Scan the listing for the word "ImageResource" and report every line that contains it.

┄┄┄┄┄┄

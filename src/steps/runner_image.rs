/* Copyright (C) 2025 Pedro Henrique / phkaiser13
 * File: src/steps/runner_image.rs
 * Builds a custom runner image when a build context is configured and
 * publishes it to a k3d-managed registry the cluster pulls from.
 * SPDX-License-Identifier: Apache-2.0 */

use crate::collaborators::{Backends, RegistrySpec};
use crate::config::Settings;
use crate::error::Result;
use crate::reconcile::ensure;
use crate::resources::{ImageResource, RegistryResource};
use tracing::info;

/// The registry the cluster is wired to, when the image is built locally.
pub fn registry_ref(settings: &Settings) -> Option<String> {
    settings
        .runner_image_context
        .as_ref()
        .map(|_| format!("k3d-{}:{}", settings.registry_name, settings.registry_port))
}

pub fn registry_spec(settings: &Settings) -> RegistrySpec {
    RegistrySpec {
        name: settings.registry_name.clone(),
        port: settings.registry_port,
    }
}

pub async fn run(settings: &Settings, backends: Backends<'_>) -> Result<()> {
    let image = settings.runner_image();
    let Some(context) = image.build_context else {
        info!("Using upstream runner image {}", image.cluster_ref);
        return Ok(());
    };

    ensure(&RegistryResource {
        clusters: backends.clusters,
        spec: registry_spec(settings),
    })
    .await?;
    ensure(&ImageResource {
        engine: backends.engine,
        tag: image.host_ref,
        context: Some(context),
    })
    .await?;
    info!("Runner pods will pull {}", image.cluster_ref);
    Ok(())
}

#[cfg(test)]
mod tests {
    use super::*;
    use crate::fakes::{settings, FakeWorld};

    #[tokio::test]
    async fn test_upstream_image_needs_nothing() {
        let world = FakeWorld::new();
        let s = settings("GITHUB_ORG=acme");
        run(&s, world.backends()).await.unwrap();
        assert!(world.journal().is_empty());
        assert_eq!(registry_ref(&s), None);
    }

    #[tokio::test]
    async fn test_local_build_goes_through_registry() {
        let world = FakeWorld::new();
        let s = settings("GITHUB_ORG=acme\nRUNNER_IMAGE=fleet-runner:2\nRUNNER_IMAGE_CONTEXT=/srv/img");
        run(&s, world.backends()).await.unwrap();

        assert!(world.performed("create_registry arc-registry"));
        assert!(world.performed("build_image localhost:5000/fleet-runner:2 /srv/img"));
        assert!(world.performed("push_image localhost:5000/fleet-runner:2"));
        assert_eq!(registry_ref(&s).as_deref(), Some("k3d-arc-registry:5000"));
    }
}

┄┄┄┄┄┄

• _Result of this exercise_
use crate::resources::{ImageResource, RegistryResource};
    ensure(&ImageResource {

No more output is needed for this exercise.